▶ **Exercise objective**
Select and copy out every line in the records containing "toggle".

▶ **Excerpted data**
//! Weft signal algebra
//!
//! This crate provides the reactive-value layer of the weft runtime:
//!
//! - **Signals**: values that change over time, carrying a stable identity
//!   and a compile-time capability direction (read, write, or both)
//! - **Combinators**: lazy, allocation-free composition (function
//!   application, conditionals, lenses, subscripts, lifted operators)
//! - **Actions**: deferred, readiness-gated effects with latched
//!   read-then-write semantics
//!
//! Signals borrow their sources and live for a single traversal; they are
//! cheap to copy and compose at the call site.
//!
//! # Example
//!
//! ```rust
//! use std::cell::RefCell;
//! use weft_signals::prelude::*;
//!
//! let count = RefCell::new(2);
//! let doubled = direct(&count).mul(2);
//! assert_eq!(doubled.read(), 4);
//!
//! // Actions capture their reads before any write happens.
//! let bump = add_to(direct(&count), 1);
//! perform_action(&bump, ());
//! assert_eq!(*count.borrow(), 3);
//! ```

pub mod action;
pub mod adapt;
pub mod basic;
pub mod combine;
pub mod direction;
pub mod numeric;
pub mod ops;
pub mod signal;

pub use action::{
    action_fn, add_to, assign, bind, callback, perform_action, push_back, toggle, Action,
    ActionExt, Assign, Bound, FnAction, PushBack, PushTarget, Seq,
};
pub use adapt::{
    add_fallback, cast, fake_readability, fake_writability, has_value, mask, ready_to_write,
    simplify_id, Cast, Fallback, FakeReadability, FakeWritability, Mask, SimplifyId,
    ValuePresence, WriteReadiness,
};
pub use basic::{
    direct, direct_const, empty, lambda_duplex, lambda_reader, lambda_reader_opt, literal, value,
    Direct, DirectConst, Empty, LambdaDuplex, LambdaReader, LambdaReaderOpt, Literal, Value,
};
pub use combine::{
    conditional, lazy_apply, lens, subscript, Conditional, IndexedValue, LazyApply, Lens,
    SignalTuple, Subscript,
};
pub use direction::{
    CanRead, CanWrite, CompatibleWith, Direction, Duplex, Intersect, ReadOnly, UnionDir,
    WriteOnly,
};
pub use numeric::{offset, round_writes, scale, Offset, RoundWrites, Roundable, Scale};
pub use ops::{LogicalAnd, LogicalOr, SignalExt};
pub use signal::{
    read_signal, signal_has_value, signal_ready_to_write, write_signal, Bidirectional,
    BoxedSignal, ErasedSignal, IntoReadSignal, PlainValue, ReadCache, Readable, Signal,
    SignalHandle, ValidationError, Writable, WriteResult,
};

/// The common imports for signal-heavy code.
pub mod prelude {
    pub use crate::action::{
        action_fn, add_to, assign, bind, callback, perform_action, push_back, toggle, Action,
        ActionExt,
    };
    pub use crate::adapt::{add_fallback, has_value, mask, ready_to_write};
    pub use crate::basic::{direct, direct_const, empty, lambda_reader, literal, value};
    pub use crate::combine::{conditional, lazy_apply, lens, subscript};
    pub use crate::direction::{CanRead, CanWrite, Duplex, ReadOnly, WriteOnly};
    pub use crate::ops::SignalExt;
    pub use crate::signal::{
        read_signal, signal_has_value, signal_ready_to_write, write_signal, Bidirectional,
        Readable, Signal, Writable,
    };
}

▶ **Final answer**
    action_fn, add_to, assign, bind, callback, perform_action, push_back, toggle, Action,
        action_fn, add_to, assign, bind, callback, perform_action, push_back, toggle, Action,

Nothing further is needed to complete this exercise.